3. A method of claim 2, wherein said sequence of at least one intron is inserted into the respective cDNA of the region encoding the capsid protein of the alphavirus.

4. A method of claim 1, wherein said sequence from the viral subgenomic promoter comprises at least the sequence starting from 25 bases upstream from transcription start site and ending 16 bases downstream from transcription start site.

5. A method of claim 4, wherein said sequence from the viral subgenomic promoter is duplicated and comprises a sequence with a length of 45 to 54 bases.

6. A method of claim 1, wherein said named alphavirus is Semliki Forest Virus.

7. A genomic library of an alphavirus, which has been created according to claim 1.

8. A genomic library of an alphavirus of claim 7, wherein said library is a random cDNA library.

9. A genomic library of an alphavirus of claim 8, wherein said alphavirus is Semliki Forest Virus.

10. A kit for creating a genomic library according to claim 1, comprising vector DNA presented in Sequence ID. NO. 4 (pCMV-SFV-T36/18zero) or its modification such as vectors with altered cell specificity, temperature sensitivity, cytotoxicity etc., a helper plasmid Sequence ID NO. 3 (pLibl) for cloning and primers presented in Sequences ID NO. 7 and ID NO. 8.

11. A kit of claim 10, wherein said alphavirus is Semliki Forest Virus.

12. An alphavirus genomic cDNA, wherein at least one intron inserted into a region starting from the start codon of a capsid protein coding gene of an alphavirus and ending with a stop codon of the El glycoproten coding region cDNA corresponding to a genome or fragment of a genome of an alphavirus or alphavirus-based expression vector and is designed according to claim 1.

13. An alphavirus genomic cDNA of claim 12, wherein said alphavirus is Semliki Forest Virus.

14. An alphavirus genomic cDNA for using in the method of claim 1, wherein said expression vector is based on an alphavirus, into which a viral subgenomic promoter has been inserted, wherein said viral subgenomic promoter is larger than the minimal functional promoter, further wherein said viral subgenomic promoter is inserted immediately to the 3′ end of a DNA sequence encoding structural proteins of said alphavirus.

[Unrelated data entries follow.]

// Copyright 2025 the Lookout Authors
// SPDX-License-Identifier: Apache-2.0 OR MIT

//! The host capability seam.
//!
//! An [`Observer`](crate::Observer) never talks to a UI runtime directly. It
//! talks to a [`ViewHost`]: a trait the embedder implements over whatever it
//! actually runs on (a browser-style DOM, a retained scene graph, a test
//! scene). The host answers geometry queries, reports element liveness,
//! provides a monotonic clock, and carries the two notification capabilities
//! an observer probes at construction time.
//!
//! Geometry flows one way: the observer asks, the host answers. The host
//! never pushes rectangles; instead it delivers [`ViewEvent`]s (scroll,
//! resize) to [`Observer::handle_view_event`](crate::Observer::handle_view_event),
//! and the observer re-queries.

use lookout_rect::ViewRect;

use crate::schedule::WakeToken;

/// A view change reported by the host.
///
/// Both kinds are handled identically by the observer; the distinction
/// exists for host bookkeeping and tracing.
#[derive(Copy, Clone, Debug, Eq, PartialEq, Hash)]
pub enum ViewEvent {
    /// The root (or the viewport) scrolled.
    Scroll,
    /// The viewport was resized.
    Resize,
}

/// Capabilities an observer requires from its embedding UI runtime.
///
/// Implementations are expected to be cheap handles onto host state (an
/// `Rc`/`Arc` of the scene, a context pointer), because the observer takes
/// ownership of the value passed to [`Observer::new`](crate::Observer::new).
/// Embedders that need to keep driving the scene afterwards keep a second
/// handle.
///
/// # Notification capabilities
///
/// [`ViewHost::new_change_signal`] and [`ViewHost::raise_change_signal`]
/// form one optional capability and must be overridden together. The
/// defaults report the capability as absent, which routes every wake through
/// [`ViewHost::defer_wake`] instead. Absence is not an error; it is how a
/// host says "I have no cheap change signal, use the deferred path".
pub trait ViewHost {
    /// Handle to an element in the host's scene.
    ///
    /// `Clone + PartialEq` because observers store handles in their
    /// observation queue and look them up by equality on
    /// [`unobserve`](crate::Observer::unobserve).
    type Element: Clone + PartialEq;

    /// Host-side state backing one change signal (see
    /// [`new_change_signal`](ViewHost::new_change_signal)).
    ///
    /// Hosts without the capability can use `()`.
    type Signal;

    /// Current viewport rectangle, origin pinned at `(0, 0)`.
    fn viewport_rect(&self) -> ViewRect;

    /// Bounding rectangle of `target` in viewport coordinates.
    ///
    /// Called only for elements previously accepted by
    /// [`is_live`](ViewHost::is_live); hosts may answer
    /// [`ViewRect::EMPTY`] for elements that have since left the scene.
    fn element_rect(&self, target: &Self::Element) -> ViewRect;

    /// Whether `target` currently refers to a real element in the scene.
    ///
    /// Observers refuse to observe dead targets. Hosts whose element handles
    /// cannot dangle may keep the default, which accepts everything.
    fn is_live(&self, _target: &Self::Element) -> bool {
        true
    }

    /// Monotonic timestamp in milliseconds.
    ///
    /// Only differences and ordering are meaningful; the epoch is the
    /// host's own.
    fn now(&self) -> f64;

    /// Start delivering scroll events for `root` (`None`: the viewport).
    ///
    /// Called at most once per observer while bound; the observer does its
    /// own attach/detach bookkeeping, so hosts need not deduplicate.
    fn attach_scroll_listener(&mut self, root: Option<&Self::Element>);

    /// Stop delivering scroll events for `root` (`None`: the viewport).
    ///
    /// May be called when no listener is attached; hosts must treat that as
    /// a no-op.
    fn detach_scroll_listener(&mut self, root: Option<&Self::Element>);

    /// Start delivering viewport resize events.
    fn attach_resize_listener(&mut self);

    /// Stop delivering viewport resize events.
    ///
    /// May be called when no listener is attached; hosts must treat that as
    /// a no-op.
    fn detach_resize_listener(&mut self);

    /// Allocate a change signal, if the host has one to offer.
    ///
    /// A change signal is any host primitive that can schedule a callback
    /// "soon, after the current work completes" more cheaply or promptly
    /// than a timer (a microtask hook, a post-frame callback). Returning
    /// `Some` commits the host to honoring
    /// [`raise_change_signal`](ViewHost::raise_change_signal) on the
    /// returned value. The default returns `None`.
    fn new_change_signal(&mut self) -> Option<Self::Signal> {
        None
    }

    /// Raise a previously allocated change signal.
    ///
    /// The host must arrange for [`Observer::wake`](crate::Observer::wake)
    /// to be called exactly once with `wake`, on a later turn of its run
    /// loop. Delivery cannot happen from inside this call (the observer is
    /// mid-borrow); hosts store the token and deliver it later. Never
    /// called unless [`new_change_signal`](ViewHost::new_change_signal)
    /// returned `Some`.
    fn raise_change_signal(&mut self, _signal: &mut Self::Signal, _wake: WakeToken) {}

    /// Schedule a deferred wake on the host's run loop.
    ///
    /// The fallback notification path, and the only one every host must
    /// support: arrange for [`Observer::wake`](crate::Observer::wake) to be
    /// called exactly once with `wake` at the earliest convenient later
    /// point (a zero-delay timer, the next frame). As with
    /// [`raise_change_signal`](ViewHost::raise_change_signal), delivery is
    /// never from inside this call.
    fn defer_wake(&mut self, wake: WakeToken);
}

/// The rectangle a root handle denotes: the element's own box, or the
/// viewport when `root` is `None`.
#[must_use]
pub fn rect_of<H: ViewHost>(host: &H, root: Option<&H::Element>) -> ViewRect {
    match root {
        Some(element) => host.element_rect(element),
        None => host.viewport_rect(),
    }
}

15. An expression vector of claim 14 based on an alphavirus, wherein said sequence from the viral subgenomic promoter is duplicated and comprises a sequence having a length of 45 to 54 bases.

16. A genomic cDNA of an alphavirus for using in the methods of claim 1, wherein said named alphavirus is Semliki Forest Virus.

17. A method of claim 1, further comprising the step of increasing the representatively of the alphavirus based expression library, said increasing step comprising the steps of: digesting said cloned alphaviral cDNA with selected restriction endonuclease; ligating a foreign sequence or sequences from an expression library or a random library into said cloned alphaviral cDNA to form a recombinant construct which can serve as template for in vitro transcription; and subsequently,transfecting vertebrate or arthropod cells with said recombinant transcripts.

18. An alphavirus based expression library created according to claim 17.